The former House of Representatives speaker won the Georgia primary – one of ten “Super Tuesday” contests – by 47 percent of the vote against second-placed Rick Santorum with 20 percent.
But Gingrich’s plan to become the southern candidate and recalibrate his flagging campaign took a hit when he slumped to third place in both Tennessee and Oklahoma.
In a victory speech in Georgia, where he represented a U.S. congressional district for 20 years, Gingrich was full of bravado for the race ahead for the Republican nomination to take on Democratic President Barack Obama in the November 6 election.
“We survived the national elite’s effort to kill us in the summer because of you,” Gingrich told supporters, referring to predictions that he was finished months ago when senior staff deserted him, complaining of a lack of focus.
Gingrich did stand to net a large number of the 76 delegates up for grabs in Georgia, the highest number at stake out of the 10 “Super Tuesday” contests.
But the Georgia win was less of a new start for Gingrich than a nice moment of nostalgia among old friends who had turned out to support him, said Emory University political science professor Alan Abramowitz.
“He got a big win in Georgia, and I’m sure he feels good about that,” Abramowitz said. “But realistically it’s hard to see where else he can win.”
Mississippi and Alabama hold primaries next week but Santorum has the momentum after coming close to defeating front-runner Mitt Romney in the main Super Tuesday battle in Ohio.
SANTORUM CHALLENGE
“I would expect Santorum to really come out tonight with the momentum in those two states,” Abramowitz said.
A February poll by Alabama State University showed Gingrich and Santorum running neck and neck in Alabama with around 18 percent each. Twenty-eight percent of Republican voters were undecided.
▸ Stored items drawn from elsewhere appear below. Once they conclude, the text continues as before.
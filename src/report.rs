//! 判定結果の表示
//!
//! 確信度ティアは表示のたびに計算する（主結果と各候補で個別に）。

use autolens_common::{
    normalize, ConfidenceTier, IdentificationResult, ImageTable, RecordOrigin, TierDisplay,
};
use serde::Serialize;

const DATABASE_CAPTION: &str = "✅ Verified specifications loaded from database.";
const FALLBACK_CAPTION: &str = "⚠️ Specifications unavailable. Name parsed from AI prediction.";

/// JSON出力の1件（ティアは出力時に付ける）
#[derive(Debug, Serialize)]
#[serde(rename_all = "camelCase")]
pub struct ReportEntry {
    pub file_name: String,
    #[serde(flatten)]
    pub result: IdentificationResult,
    pub tier: TierDisplay,
}

impl ReportEntry {
    pub fn new(file_name: String, result: IdentificationResult) -> Self {
        let tier = ConfidenceTier::classify(result.confidence).display();
        Self { file_name, result, tier }
    }
}

/// 結果をテキストで描画する
pub fn render(result: &IdentificationResult, images: &ImageTable) -> String {
    let tier = ConfidenceTier::classify(result.confidence).display();

    let mut out = String::new();
    out.push_str(&format!("{}\n", result.headline()));
    out.push_str(&format!("  {}\n", result.model));
    out.push_str(&format!(
        "  {} 確信度: {:.2}% [{}] {}\n",
        tier.status_icon.symbol(),
        result.confidence,
        tier.label,
        tier.message
    ));
    out.push('\n');
    out.push_str(&format!("  馬力:     {}\n", result.specs.horsepower));
    out.push_str(&format!("  0-60mph:  {}\n", result.specs.acceleration));
    out.push_str(&format!("  燃料:     {}\n", result.specs.fuel_type));
    out.push_str(&format!("  生産国:   {}\n", result.specs.origin));
    out.push_str(&format!("  ボディ:   {}\n", result.body_type));

    let caption = match result.record_origin {
        RecordOrigin::Database => DATABASE_CAPTION,
        RecordOrigin::Fallback => FALLBACK_CAPTION,
    };
    out.push_str(&format!("  {}\n", caption));

    if let Some(image) = images.image_for(&normalize(result.car_name.as_str())) {
        out.push_str(&format!("  カタログ画像: {}\n", image));
    }

    if !result.top_predictions.is_empty() {
        out.push_str("\n  候補:\n");
        for (i, prediction) in result.top_predictions.iter().enumerate() {
            let tier = ConfidenceTier::classify(prediction.confidence);
            out.push_str(&format!(
                "    {}. {} {} {:.2}% [{}]\n",
                i + 1,
                tier.status_icon().symbol(),
                prediction.name,
                prediction.confidence,
                tier.label()
            ));
        }
    }

    out
}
Gingrich, whose campaign peaked when he won the South Carolina primary on January 21, may struggle against Santorum in the fight for conservative and evangelical voters in those states.
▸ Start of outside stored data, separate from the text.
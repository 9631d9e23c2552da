//! スペック表からカタログを生成
//!
//! スペック表の1行（"Car Model" など表の列名のまま）を `CatalogEntry` に変換する。
//! 車名は「メーカー モデル ボディ 年式」の並びを前提に分解する。

use crate::catalog::{Catalog, CatalogEntry, ImageTable};
use crate::types::Specs;
use serde::Deserialize;

/// 2語で1メーカーになる先頭語
const TWO_WORD_MAKES: &[&str] = &["Aston", "Land", "Range", "AM", "Rolls-Royce"];

/// スペック表の1行
#[derive(Debug, Clone, Deserialize)]
pub struct SpecRow {
    #[serde(rename = "Car Model")]
    pub car_model: String,
    #[serde(rename = "Horsepower", default = "unknown")]
    pub horsepower: String,
    #[serde(rename = "Acceleration (0-60 mph)", default = "unknown")]
    pub acceleration: String,
    #[serde(rename = "Fuel Type", default = "unknown")]
    pub fuel_type: String,
    #[serde(rename = "Origin", default = "unknown")]
    pub origin: String,
    #[serde(rename = "Body Type", default)]
    pub body_type: String,
}

fn unknown() -> String {
    crate::types::UNKNOWN_SPEC.to_string()
}

/// 車名を (make, model, year) に分解する
///
/// ボディタイプの語はモデル名から取り除く（"RL Sedan" + "Sedan" → "RL"）。
pub fn parse_car_name(full_name: &str, body_type_hint: &str) -> (String, String, String) {
    let parts: Vec<&str> = full_name.split_whitespace().collect();
    let Some((year, head)) = parts.split_last() else {
        return (String::new(), String::new(), String::new());
    };

    let (make, model_start) = match head.first() {
        Some(first) if TWO_WORD_MAKES.contains(first) && head.len() >= 2 => (head[..2].join(" "), 2),
        Some(first) => (first.to_string(), 1),
        None => (String::new(), 0),
    };

    let body_words: Vec<String> = if is_blank_value(body_type_hint) {
        Vec::new()
    } else {
        body_type_hint
            .split_whitespace()
            .map(str::to_lowercase)
            .collect()
    };

    let model = head
        .get(model_start..)
        .unwrap_or_default()
        .iter()
        .filter(|token| !body_words.contains(&token.to_lowercase()))
        .copied()
        .collect::<Vec<_>>()
        .join(" ");

    (make, model, year.to_string())
}

/// 表計算ソフト由来の欠損値か
fn is_blank_value(value: &str) -> bool {
    let value = value.trim();
    value.is_empty() || value.eq_ignore_ascii_case("nan")
}

impl SpecRow {
    pub fn to_entry(&self) -> CatalogEntry {
        let (make, model, year) = parse_car_name(&self.car_model, &self.body_type);
        let name = format!("{} {}", make, model).trim().to_string();

        CatalogEntry {
            id: self.car_model.replace('/', "_"),
            name,
            make,
            model,
            year,
            body_type: if is_blank_value(&self.body_type) {
                crate::fallback::UNKNOWN_BODY_TYPE.to_string()
            } else {
                self.body_type.trim().to_string()
            },
            specs: Specs {
                horsepower: self.horsepower.clone(),
                acceleration: self.acceleration.clone(),
                fuel_type: self.fuel_type.clone(),
                origin: self.origin.clone(),
            },
        }
    }
}

/// スペック表の行からカタログを生成（画像テーブルは引き継ぐ）
pub fn build_catalog(rows: &[SpecRow], images: ImageTable) -> Catalog {
    Catalog::new(rows.iter().map(SpecRow::to_entry).collect(), images)
}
Veteran Republican pollster Mark Rountree said the Georgia victory should help the Gingrich campaign pull in more donors and get a boost ahead of the southern contests.
“It gives him another week to continue to prove that he’s viable,” Rountree said. “He has to win Alabama or Mississippi to go on.”
Gingrich will need to raise money quickly. His Super PAC “Winning Our Future,” which has relied on donations from casino magnate Sheldon Adelson, has spend just under $300,000 in Kansas, which holds caucuses on March 10, about $480,000 in Alabama and some $324,000 in Mississippi.
Longtime Gingrich friend and colleague Mel Steely said the former House speaker’s campaign will continue “all the way” until the nominating convention in August, no matter the outcome next week.
“This thing isn’t locked up,” Steely said. “Newt’s strategy from the beginning was to get to the convention.”